Desgostoso com o desastroso cenário, o jovem caçador chutou de leve uma das garrafas para checar o conteúdo, embora estivesse consciente da rescendência de álcool em Dante. Ser um meio-demônio não o impedia de sofrer os efeitos de uma dose exagerada de uísque e outras misturas, certamente, a essa altura, ele estaria bêbado.

Seus pés produziram ruídos no assoalho gasto a medida que se deslocava pelo local silencioso, anunciando sua presença ativa. Gael balançou a cabeça com a visão deprimente do caçador que se afundava mais nesse ciclo de sofrimento que, até então, Dante não permitia que ninguém testemunhasse. Ele sempre foi bom em ocultar, em transparecer tranquilidade e irreverência. Ninguém sabia o que realmente passava em sua mente, a verdade de suas ações e a dimensão real de seus sentimentos e, aparentemente, ser uma figura ausente na vida do próprio filho foi outro desencadeante desse deslize.

Gael estremeceu.

- Dante? - chamou, se aproximando. - Está acordado?

- Não, estou tirando uma doce soneca, garoto. - Dante replicou com um tom desdenhoso, sorrindo. Os olhos azuis estavam foscos, sem emitir o típico brilho selvagem e espirituoso.

- Isso não vai resolver seus problemas, você sabe. - disse com semblante estoico, fazendo o caçador mais velho franzir o cenho.

- Não me olhe assim, parece que estou vendo meu irmão. - resmungou. - Eu não preciso lembrar que ele foi seu "pai". - havia mágoa dissimulada na maneira de proferir a palavra em específico. Dante se mostrou bastante genioso e sentimental bêbado, sobretudo ao revelar sua desgraça e pesar com a situação.

Gael suspirou.

- O que você fez com esse lugar?

- É a minha casa eu faço o que quiser, ou não gostou da decoração? - a incoerência no humor de Dante genuinamente preocupou Gael. - Pra que manter esse lugar limpo? Não é como se os clientes reparassem nisso, não concorda?

- Essa não é exatamente a questão - avaliou o estado atual da loja e franziu o cenho. - Dessa vez você se superou no quesito caos. - voltou a atenção a Dante. - Em vez de simplesmente deixar isso te consumir, por que não tenta focar em outras coisas?

- Não sou exatamente o melhor tipo pra isso como deu para perceber. - encarou o teto. - Seu velho pai não é bom para lidar com essa carga toda.

A confissão ressoou pelo escritório, trazendo consigo uma atmosfera de profunda melancolia, uma dor tão abrasiva e sufocante que Gael teve que lutar com o tremor que lhe acometeu.

Esfregando o queixo, Gael sugeriu:

- Você poderia aproveitar e escrever cartas pra desabafar do que sente.

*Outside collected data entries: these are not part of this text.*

//! Test helpers for kpod-oci integration tests.
//!
//! `FakeLauncher` stands in for the OS: it records runtime subcommands,
//! answers liveness probes from a script and plays the monitor's side of
//! the pipe protocol.

#![allow(dead_code)]

use std::collections::HashSet;
use std::io::{self, Read, Write};
use std::os::fd::OwnedFd;
use std::os::unix::process::ExitStatusExt;
use std::path::{Path, PathBuf};
use std::process::{ExitStatus, Output};
use std::sync::{Arc, Mutex};
use std::time::Duration;

use async_trait::async_trait;
use kpod_oci::process::{CommandSpec, ProcessLauncher, SpawnedProcess};
use kpod_oci::{Container, ContainerConfig, Runtime, RuntimeConfig};
use nix::errno::Errno;
use nix::sys::signal::Signal;
use tempfile::TempDir;

/// PID the fake hands out for every monitor.
pub const MONITOR_PID: u32 = 31337;

/// PID of the fake container process.
pub const CONTAINER_PID: i32 = 4242;

/// What the next monitor spawn does.
#[derive(Debug, Clone)]
pub enum MonitorScript {
    /// Wait for the start signal, write `reply` to the sync pipe, exit 0.
    Reply(String),
    /// Exit 0 but keep the sync pipe open without ever writing.
    Silent,
    /// Exit with `code` without writing anything.
    Exit(i32),
    /// Exec mode: write `log` to the `-l` file, `reply` to the sync pipe.
    Exec {
        log: String,
        reply: Option<String>,
        status: i32,
    },
}

/// A recorded monitor spawn.
#[derive(Debug, Clone)]
pub struct SpawnRecord {
    pub program: PathBuf,
    pub args: Vec<String>,
    pub env: Vec<(String, String)>,
    pub cwd: Option<PathBuf>,
    pub fds: usize,
    pub new_process_group: bool,
    /// Contents of `--exec-process-spec`, read while the file still existed.
    pub exec_process: Option<String>,
}

impl SpawnRecord {
    pub fn arg_after(&self, flag: &str) -> Option<&str> {
        let pos = self.args.iter().position(|a| a == flag)?;
        self.args.get(pos + 1).map(String::as_str)
    }

    pub fn has_env(&self, key: &str, value: &str) -> bool {
        self.env.iter().any(|(k, v)| k == key && v == value)
    }

    pub fn env_key(&self, key: &str) -> bool {
        self.env.iter().any(|(k, _)| k == key)
    }
}

/// A recorded runtime (or systemd) command run to completion.
#[derive(Debug, Clone)]
pub struct CommandRecord {
    pub program: PathBuf,
    pub args: Vec<String>,
}

#[derive(Debug, Default)]
struct Inner {
    monitor: Option<MonitorScript>,
    spawn_fails: bool,
    spawns: Vec<SpawnRecord>,
    commands: Vec<CommandRecord>,
    probes: usize,
    signals: Vec<(i32, Signal)>,
    alive: bool,
    dies_on_stop_signal: bool,
    dies_on_kill_all: bool,
    state_output: Option<String>,
    failing: HashSet<String>,
    // Pipe ends of scripted monitors, kept open for the fake's lifetime.
    held: Vec<OwnedFd>,
}

#[derive(Debug, Default)]
pub struct FakeLauncher {
    inner: Mutex<Inner>,
}

impl FakeLauncher {
    pub fn new() -> Arc<Self> {
        Arc::new(Self::default())
    }

    fn inner(&self) -> std::sync::MutexGuard<'_, Inner> {
        self.inner.lock().unwrap()
    }

    pub fn set_monitor(&self, script: MonitorScript) {
        self.inner().monitor = Some(script);
    }

    pub fn fail_spawn(&self) {
        self.inner().spawn_fails = true;
    }

    pub fn set_alive(&self, alive: bool) {
        self.inner().alive = alive;
    }

    pub fn die_on_stop_signal(&self) {
        self.inner().dies_on_stop_signal = true;
    }

    pub fn die_on_kill_all(&self) {
        self.inner().dies_on_kill_all = true;
    }

    /// Stdout of `state`; `None` makes the subcommand fail.
    pub fn set_state_output(&self, json: Option<&str>) {
        self.inner().state_output = json.map(str::to_string);
    }

    /// Make the runtime subcommand `name` exit 1.
    pub fn fail_command(&self, name: &str) {
        self.inner().failing.insert(name.to_string());
    }

    pub fn spawns(&self) -> Vec<SpawnRecord> {
        self.inner().spawns.clone()
    }

    pub fn commands(&self) -> Vec<CommandRecord> {
        self.inner().commands.clone()
    }

    /// Argument lists of all completed commands.
    pub fn argv(&self) -> Vec<Vec<String>> {
        self.inner()
            .commands
            .iter()
            .map(|c| c.args.clone())
            .collect()
    }

    /// How many completed commands had exactly `args`.
    pub fn count(&self, args: &[&str]) -> usize {
        self.inner()
            .commands
            .iter()
            .filter(|c| c.args == args)
            .count()
    }

    pub fn probes(&self) -> usize {
        self.inner().probes
    }

    pub fn signals(&self) -> Vec<(i32, Signal)> {
        self.inner().signals.clone()
    }
}

struct FakeProcess {
    output: Output,
}

#[async_trait]
impl SpawnedProcess for FakeProcess {
    fn id(&self) -> Option<u32> {
        Some(MONITOR_PID)
    }

    async fn wait(self: Box<Self>) -> io::Result<Output> {
        Ok(self.output)
    }
}

pub fn exit_status(code: i32) -> ExitStatus {
    ExitStatus::from_raw(code << 8)
}

fn output(code: i32, stdout: &str, stderr: &str) -> Output {
    Output {
        status: exit_status(code),
        stdout: stdout.as_bytes().to_vec(),
        stderr: stderr.as_bytes().to_vec(),
    }
}

fn write_fd(fd: OwnedFd, data: &[u8]) {
    let mut file = std::fs::File::from(fd);
    let _ = file.write_all(data);
}

#[async_trait]
impl ProcessLauncher for FakeLauncher {
    async fn spawn(&self, spec: CommandSpec) -> io::Result<Box<dyn SpawnedProcess>> {
        let mut inner = self.inner();
        if inner.spawn_fails {
            return Err(io::Error::from(io::ErrorKind::NotFound));
        }

        let mut record = SpawnRecord {
            program: spec.program.clone(),
            args: spec.args.clone(),
            env: spec.env.clone(),
            cwd: spec.cwd.clone(),
            fds: spec.fds.len(),
            new_process_group: spec.new_process_group,
            exec_process: None,
        };
        record.exec_process = record
            .arg_after("--exec-process-spec")
            .and_then(|p| std::fs::read_to_string(p).ok());
        let log_path = record.arg_after("-l").map(PathBuf::from);
        inner.spawns.push(record);

        let mut fds = spec.fds.into_iter();
        let sync = fds.next();
        let start = fds.next();

        let script = inner
            .monitor
            .clone()
            .unwrap_or(MonitorScript::Reply(format!(r#"{{"pid": {CONTAINER_PID}}}"#)));
        let status = match script {
            MonitorScript::Reply(reply) => {
                std::thread::spawn(move || {
                    if let Some(start) = start {
                        let mut byte = [0u8; 1];
                        let _ = std::fs::File::from(start).read(&mut byte);
                    }
                    if let Some(sync) = sync {
                        write_fd(sync, reply.as_bytes());
                    }
                });
                0
            }
            MonitorScript::Silent => {
                inner.held.extend(sync);
                inner.held.extend(start);
                0
            }
            MonitorScript::Exit(code) => {
                // Keep the start pipe readable so the start signal does not hit EPIPE.
                inner.held.extend(start);
                code
            }
            MonitorScript::Exec { log, reply, status } => {
                if let Some(path) = log_path {
                    std::fs::write(path, log)?;
                }
                if let (Some(sync), Some(reply)) = (sync, reply) {
                    write_fd(sync, reply.as_bytes());
                }
                status
            }
        };

        Ok(Box::new(FakeProcess {
            output: output(status, "", if status == 0 { "" } else { "monitor failed" }),
        }))
    }

    async fn output(&self, spec: CommandSpec) -> io::Result<Output> {
        let mut inner = self.inner();
        inner.commands.push(CommandRecord {
            program: spec.program.clone(),
            args: spec.args.clone(),
        });

        let args: Vec<&str> = spec.args.iter().map(String::as_str).collect();
        let sub = args.first().copied().unwrap_or_default();
        if inner.failing.contains(sub) {
            return Ok(output(1, "", &format!("{sub} failed: boom")));
        }

        match args.as_slice() {
            ["-v"] => Ok(output(0, "runc version 1.1.12\ncommit: v1.1.12-0\n", "")),
            ["state", _] => match &inner.state_output {
                Some(json) => Ok(output(0, json, "")),
                None => Ok(output(1, "", "container does not exist")),
            },
            ["kill", "--all", _, _] => {
                if inner.dies_on_kill_all {
                    inner.alive = false;
                }
                Ok(output(0, "", ""))
            }
            ["kill", _, _] => {
                if inner.dies_on_stop_signal {
                    inner.alive = false;
                }
                Ok(output(0, "", ""))
            }
            _ => Ok(output(0, "", "")),
        }
    }

    fn signal(&self, pid: i32, signal: Option<Signal>) -> nix::Result<()> {
        let mut inner = self.inner();
        match signal {
            None => inner.probes += 1,
            Some(sig) => inner.signals.push((pid, sig)),
        }
        if inner.alive { Ok(()) } else { Err(Errno::ESRCH) }
    }
}

/// A runtime wired to a [`FakeLauncher`] inside a scratch directory.
pub struct Harness {
    pub dir: TempDir,
    pub launcher: Arc<FakeLauncher>,
    pub runtime: Runtime,
}

impl Harness {
    pub fn new() -> Self {
        Self::with_config(|_| {})
    }

    pub fn with_config(tweak: impl FnOnce(&mut RuntimeConfig)) -> Self {
        let dir = TempDir::new().unwrap();
        for sub in ["bundle", "state", "exits", "cgroup", "attach"] {
            std::fs::create_dir(dir.path().join(sub)).unwrap();
        }

        let mut config = RuntimeConfig {
            runtime_path: "/usr/bin/runc".into(),
            monitor_path: "/usr/libexec/kpod/monitor".into(),
            monitor_env: vec!["PATH=/usr/bin:/bin".into()],
            exits_dir: dir.path().join("exits"),
            attach_socket_dir: dir.path().join("attach"),
            cgroup_root: dir.path().join("cgroup"),
            create_timeout: Duration::from_millis(300),
            ..Default::default()
        };
        tweak(&mut config);

        let launcher = FakeLauncher::new();
        let runtime = Runtime::with_launcher(config, launcher.clone()).unwrap();
        Self {
            dir,
            launcher,
            runtime,
        }
    }

    pub fn bundle(&self) -> PathBuf {
        self.dir.path().join("bundle")
    }

    pub fn path(&self, rel: impl AsRef<Path>) -> PathBuf {
        self.dir.path().join(rel)
    }

    pub fn container(&self, id: &str) -> Container {
        self.container_with(id, |_| {})
    }

    pub fn container_with(&self, id: &str, tweak: impl FnOnce(&mut ContainerConfig)) -> Container {
        let mut config = ContainerConfig {
            id: id.into(),
            name: format!("{id}-name"),
            bundle_path: self.bundle(),
            dir: self.path("state"),
            log_path: self.path("bundle/container.log"),
            trusted: true,
            ..Default::default()
        };
        tweak(&mut config);
        Container::new(config)
    }

    /// A container whose process is running as [`CONTAINER_PID`].
    pub async fn running_container(&self, id: &str) -> Container {
        let c = self.container(id);
        let mut state = c.state().await;
        state.pid = CONTAINER_PID;
        state.status = kpod_oci::ContainerStatus::Running;
        state.started = Some(state.created);
        c.restore_state(state).await;
        self.launcher.set_alive(true);
        c
    }
}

Dante permaneceu em silêncio, perdurando por alguns minutos.

- Escrever cartas não é muito o meu estilo, garoto - rematou. - E o que eu escreveria?

- Mas é melhor que ficar bebendo pra afogar as dores. - comentou com gentileza, alentando-o a prosseguir com essa ideia mais saudável para se desafogar de tantas emoções que o corroíam por dentro.

- Sabe há quanto tempo não escrevo, garoto?

- E está perdendo tempo evitando. - replicou, cruzando os braços.

Gael lhe entregou algumas folhas velha e uma caneta.

- Tente.

Não custava, certo?

Dante alcançou a caneta e mirou o papel, a princípio tudo que processou foi a quase nula vontade de contribuir com a ideia, porém, com o semblante esperançoso do filho, não teve outra alternativa senão tentar mesmo. Se ajustou no sofá, ainda agarrado a folha e saiu de sua zona de conforto para buscar sua redenção em linhas que sequer sabia como escrever.

Se acomodou na cadeira e depositou o papel na mesa, fitando o retrato da sua mãe. Ela certamente teria palavras adequadas para exprimir dentro de uma carta, mas e ele? Como faria tal coisa?

Gael andou para perto.

- Quer que o deixe sozinho?

- Não. - murmurou meditativo. - Gosto da sua presença. - admitiu com pouco filtro, batucando a caneta na mesa.

- Vou ficar por aqui... Talvez limpar esse lugar. - sugeriu, analisando a bagunça.

- Você é parecido a sua mãe.

- Algo dela eu precisava ter. - sorriu, indicando o aspecto que possuía que era uma clara prova do gene dominante dos Spardas. - Ela gostava da ideia de cuidar de quem ama. Isso de linguagem do amor.

Dante fitou Gael por um breve instante, as memórias sobre Diva vindo a superfície. Tudo que viveu com ela e as coisas que ainda irão acontecer, principalmente com a constante que Gael seria por ali e, como uma epifania, soube exatamente sobre o que deveria escrever.